Welcome to DNA Labs UAE, where we offer advanced genetic testing services. In this blog post, we will discuss the FBLIM1 Gene Kindler Syndrome Genetic Test, including its components, cost, symptoms, diagnosis, and more.

Test Details

The FBLIM1 gene is associated with a rare genetic disorder called Kindler syndrome. Kindler syndrome is an autosomal recessive disorder characterized by skin fragility, blistering, and photosensitivity. It is caused by mutations in the FBLIM1 gene, which encodes a protein called filamin B interacting protein 1.

Test Components

The FBLIM1 Gene Kindler Syndrome Genetic Test includes:

  • Sample Condition: Blood or Extracted DNA or One drop Blood on FTA Card
  • Report Delivery: 3 to 4 Weeks
  • Method: NGS Technology
  • Test Type: Osteology Dermatology Immunology Disorders
  • Doctor: Dermatologist
  • Test Department: Genetics

Test Cost

The cost of the FBLIM1 Gene Kindler Syndrome Genetic Test is 4400.0 AED.

Symptoms and Diagnosis

Common symptoms of Kindler syndrome include skin fragility, blistering, and photosensitivity. If you suspect that you or a family member may have Kindler syndrome, it is important to consult with a dermatologist. A genetic counselling session may be conducted to draw a pedigree chart of family members affected with FBLIM1 Gene Kindler Syndrome Genetic Test gene FBLIM1.

NGS Technology

NGS (Next-Generation Sequencing) genetic testing is a method used to analyze multiple genes simultaneously, allowing for the identification of mutations or variations in the DNA sequence. In the context of Kindler syndrome, NGS genetic testing can be used to detect mutations in the FBLIM1 gene to confirm a diagnosis. This type of testing is particularly useful for rare genetic disorders like Kindler syndrome, as it allows for a comprehensive analysis of multiple genes at once.

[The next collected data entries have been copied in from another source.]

//! End-to-end tests for the reminder run.
//!
//! Uses an in-memory task source and a transport that records every SMTP
//! session instead of opening connections.

use std::sync::{Arc, Mutex};

use async_trait::async_trait;
use lettre::Message;

use reminder_common::config::MailConfig;
use reminder_common::error::AppError;
use reminder_common::types::Task;
use reminder_notifier::plan::Attempt;
use reminder_notifier::{MailTransport, Mailer};
use reminder_runner::orchestrator::{NotifyMode, Orchestrator, RunReport};
use reminder_tracker::TaskSource;

// ============================================================
// Helpers
// ============================================================

#[derive(Clone, Default)]
struct FakeSource {
    tasks: Option<Vec<Task>>,
    calls: Arc<Mutex<Vec<(u32, u32)>>>,
}

impl FakeSource {
    fn with(tasks: Vec<Task>) -> Self {
        Self {
            tasks: Some(tasks),
            ..Default::default()
        }
    }

    fn failing() -> Self {
        Self::default()
    }
}

#[async_trait]
impl TaskSource for FakeSource {
    async fn fetch(&self, lookahead_days: u32, lookback_days: u32) -> Result<Vec<Task>, AppError> {
        self.calls.lock().unwrap().push((lookahead_days, lookback_days));
        self.tasks.clone().ok_or_else(|| AppError::Tracker {
            status: 503,
            body: "Service Unavailable".to_string(),
        })
    }
}

/// A sent message as seen by the SMTP server.
struct Sent {
    to: Vec<String>,
    raw: String,
}

/// Records every SMTP session. Clones share the same log.
#[derive(Clone, Default)]
struct RecordingTransport {
    /// Recipients whose sessions always fail.
    reject: Vec<String>,
    /// Messages containing any of these strings always fail.
    reject_containing: Vec<String>,
    sessions: Arc<Mutex<Vec<Attempt>>>,
    sent: Arc<Mutex<Vec<Sent>>>,
}

#[async_trait]
impl MailTransport for RecordingTransport {
    async fn probe(&self, _host: &str, _port: u16) -> Result<(), AppError> {
        Ok(())
    }

    async fn send(&self, _host: &str, attempt: Attempt, message: Message) -> Result<(), AppError> {
        self.sessions.lock().unwrap().push(attempt);

        let to: Vec<String> = message
            .envelope()
            .to()
            .iter()
            .map(ToString::to_string)
            .collect();
        let raw = String::from_utf8_lossy(&message.formatted()).into_owned();
        if to.iter().any(|addr| self.reject.contains(addr))
            || self.reject_containing.iter().any(|needle| raw.contains(needle))
        {
            return Err(AppError::Mail("550 mailbox unavailable".to_string()));
        }

        self.sent.lock().unwrap().push(Sent { to, raw });
        Ok(())
    }
}

fn mail_config(dry_run: bool) -> MailConfig {
    MailConfig {
        host: Some("smtp.example.com".to_string()),
        port: 587,
        username: Some("reminder@example.com".to_string()),
        password: Some("pw".to_string()),
        from: Some("reminder@example.com".to_string()),
        dry_run,
        debug: false,
    }
}

fn orchestrator(
    tasks: Vec<Task>,
    transport: &RecordingTransport,
) -> Orchestrator<FakeSource, RecordingTransport> {
    Orchestrator::new(
        FakeSource::with(tasks),
        Mailer::with_transport(&mail_config(false), transport.clone()),
    )
}

fn make_task(key: &str, recipient: Option<&str>, project: Option<&str>) -> Task {
    Task {
        key: key.to_string(),
        summary: format!("Summary of {key}"),
        due_date: Some("2025-06-01 07:00 UTC+7".to_string()),
        assignee: Some("alice".to_string()),
        recipient: recipient.map(str::to_string),
        project: project.map(str::to_string),
    }
}

// ============================================================
// Scenarios
// ============================================================

#[tokio::test]
async fn test_single_task_single_summary() {
    let transport = RecordingTransport::default();
    let source = FakeSource::with(vec![make_task("A-1", Some("alice@example.com"), Some("Alpha"))]);
    let orch = Orchestrator::new(
        source.clone(),
        Mailer::with_transport(&mail_config(false), transport.clone()),
    );

    let report = orch.run(1, 0).await.unwrap();

    assert_eq!(
        report,
        RunReport {
            fetched: 1,
            skipped: 0,
            recipients: 1,
            sent: 1,
            dry_run: 0,
            failed: 0,
        }
    );

    assert_eq!(*source.calls.lock().unwrap(), vec![(1, 0)]);
    let sent = transport.sent.lock().unwrap();
    assert_eq!(sent.len(), 1);
    assert_eq!(sent[0].to, vec!["alice@example.com".to_string()]);
    assert!(sent[0].raw.contains("A-1"));
    assert!(sent[0].raw.contains("Alpha"));
}

#[tokio::test]
async fn test_no_tasks_no_deliveries() {
    let transport = RecordingTransport::default();
    let orch = orchestrator(Vec::new(), &transport);

    let report = orch.run(1, 0).await.unwrap();

    assert_eq!(report, RunReport::default());
    assert!(transport.sessions.lock().unwrap().is_empty());
}

#[tokio::test]
async fn test_same_recipient_two_projects() {
    let transport = RecordingTransport::default();
    let orch = orchestrator(
        vec![
            make_task("A-1", Some("alice@example.com"), Some("Alpha")),
            make_task("B-1", Some("alice@example.com"), Some("Beta")),
        ],
        &transport,
    );

    let report = orch.run(1, 0).await.unwrap();
    assert_eq!(report.recipients, 1);
    assert_eq!(report.sent, 1);

    let sent = transport.sent.lock().unwrap();
    assert_eq!(sent.len(), 1);
    let raw = &sent[0].raw;
    assert!(raw.contains("Summary: 2 tasks"));
    assert_eq!(raw.matches("Project: Alpha").count(), 1);
    assert_eq!(raw.matches("Project: Beta").count(), 1);
    assert!(raw.contains("A-1:"));
    assert!(raw.contains("B-1:"));
}

#[tokio::test]
async fn test_tasks_without_recipient_are_skipped() {
    let transport = RecordingTransport::default();
    let orch = orchestrator(
        vec![
            make_task("A-1", Some("alice@example.com"), Some("Alpha")),
            make_task("X-9", None, Some("Alpha")),
        ],
        &transport,
    );

    let report = orch.run(1, 0).await.unwrap();
    assert_eq!(report.fetched, 2);
    assert_eq!(report.skipped, 1);
    assert_eq!(report.sent, 1);

    let sent = transport.sent.lock().unwrap();
    assert!(!sent[0].raw.contains("X-9"));
}

#[tokio::test]
async fn test_one_email_per_recipient() {
    let transport = RecordingTransport::default();
    let orch = orchestrator(
        vec![
            make_task("A-1", Some("alice@example.com"), Some("Alpha")),
            make_task("B-1", Some("bob@example.com"), Some("Alpha")),
            make_task("A-2", Some("alice@example.com"), None),
        ],
        &transport,
    );

    let report = orch.run(1, 0).await.unwrap();
    assert_eq!(report.recipients, 2);
    assert_eq!(report.sent, 2);

    let sent = transport.sent.lock().unwrap();
    let alice = sent
        .iter()
        .find(|s| s.to == ["alice@example.com"])
        .unwrap();
    assert!(alice.raw.contains("A-1:") && alice.raw.contains("A-2:"));
    assert!(!alice.raw.contains("B-1:"));
    assert!(alice.raw.contains("Project: Unknown Project"));
}

#[tokio::test]
async fn test_failed_recipient_does_not_stop_others() {
    let transport = RecordingTransport {
        reject: vec!["bob@example.com".to_string()],
        ..Default::default()
    };
    let orch = orchestrator(
        vec![
            make_task("A-1", Some("alice@example.com"), Some("Alpha")),
            make_task("B-1", Some("bob@example.com"), Some("Beta")),
        ],
        &transport,
    );

    let report = orch.run(1, 0).await.unwrap();
    assert_eq!(report.sent, 1);
    assert_eq!(report.failed, 1);

    // Bob's message went through both strategies before giving up.
    assert_eq!(transport.sessions.lock().unwrap().len(), 3);
}

#[tokio::test]
async fn test_fetch_failure_aborts_run() {
    let transport = RecordingTransport::default();
    let orch = Orchestrator::new(
        FakeSource::failing(),
        Mailer::with_transport(&mail_config(false), transport.clone()),
    );

    let err = orch.run(1, 1).await.unwrap_err();
    assert!(matches!(err, AppError::Tracker { status: 503, .. }));
    assert!(transport.sessions.lock().unwrap().is_empty());
}

#[tokio::test]
async fn test_dry_run_sends_nothing() {
    let transport = RecordingTransport::default();
    let orch = Orchestrator::new(
        FakeSource::with(vec![make_task("A-1", Some("alice@example.com"), None)]),
        Mailer::with_transport(&mail_config(true), transport.clone()),
    );

    let report = orch.run(1, 0).await.unwrap();
    assert_eq!(report.sent, 0);
    assert_eq!(report.dry_run, 1);
    assert!(transport.sessions.lock().unwrap().is_empty());
}

#[tokio::test]
async fn test_per_task_mode() {
    let transport = RecordingTransport::default();
    let orch = orchestrator(
        vec![
            make_task("A-1", Some("alice@example.com"), Some("Alpha")),
            make_task("A-2", Some("alice@example.com"), Some("Beta")),
        ],
        &transport,
    )
    .with_mode(NotifyMode::PerTask);

    let report = orch.run(1, 0).await.unwrap();
    assert_eq!(report.recipients, 1);
    assert_eq!(report.sent, 2);

    let sent = transport.sent.lock().unwrap();
    assert!(sent[0].raw.contains("Task A-1 is approaching its deadline"));
    assert!(sent[1].raw.contains("Task A-2 is approaching its deadline"));
}

#[tokio::test]
async fn test_per_task_mode_counts_each_message() {
    let transport = RecordingTransport {
        reject_containing: vec!["Task A-2 is approaching".to_string()],
        ..Default::default()
    };
    let orch = orchestrator(
        vec![
            make_task("A-1", Some("alice@example.com"), Some("Alpha")),
            make_task("A-2", Some("alice@example.com"), Some("Alpha")),
            make_task("A-3", Some("alice@example.com"), Some("Alpha")),
        ],
        &transport,
    )
    .with_mode(NotifyMode::PerTask);

    let report = orch.run(1, 0).await.unwrap();
    assert_eq!(report.recipients, 1);
    assert_eq!(report.sent, 2);
    assert_eq!(report.failed, 1);

    let sent = transport.sent.lock().unwrap();
    assert!(sent.iter().all(|s| !s.raw.contains("Task A-2")));
}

At DNA Labs UAE, we are committed to providing accurate and reliable genetic testing services. If you have any questions or would like to schedule an appointment for the FBLIM1 Gene Kindler Syndrome Genetic Test, please contact us.

Test Name FBLIM1 Gene Kindler syndrome Genetic Test
Components
Price 4400.0 AED
Sample Condition Blood or Extracted DNA or One drop Blood on FTA Card
Report Delivery 3 to 4 Weeks
Method NGS Technology
Test type Osteology Dermatology Immunology Disorders
Doctor Dermatologist
Test Department: Genetics
Pre Test Information Clinical History of Patient who is going for FBLIM1 Gene Kindler syndrome NGS Genetic DNA Test. A Genetic Counselling session to draw a pedigree chart of family members affected with FBLIM1 Gene Kindler syndrome NGS Genetic DNA Test gene FBLIM1
Test Details

The FBLIM1 gene is associated with a rare genetic disorder called Kindler syndrome. Kindler syndrome is an autosomal recessive disorder characterized by skin fragility, blistering, and photosensitivity. It is caused by mutations in the FBLIM1 gene, which encodes a protein called filamin B interacting protein 1.

NGS (Next-Generation Sequencing) genetic testing is a method used to analyze multiple genes simultaneously, allowing for the identification of mutations or variations in the DNA sequence. In the context of Kindler syndrome, NGS genetic testing can be used to detect mutations in the FBLIM1 gene to confirm a diagnosis. This type of testing is particularly useful for rare genetic disorders like Kindler syndrome, as it allows for a comprehensive analysis of multiple genes at once.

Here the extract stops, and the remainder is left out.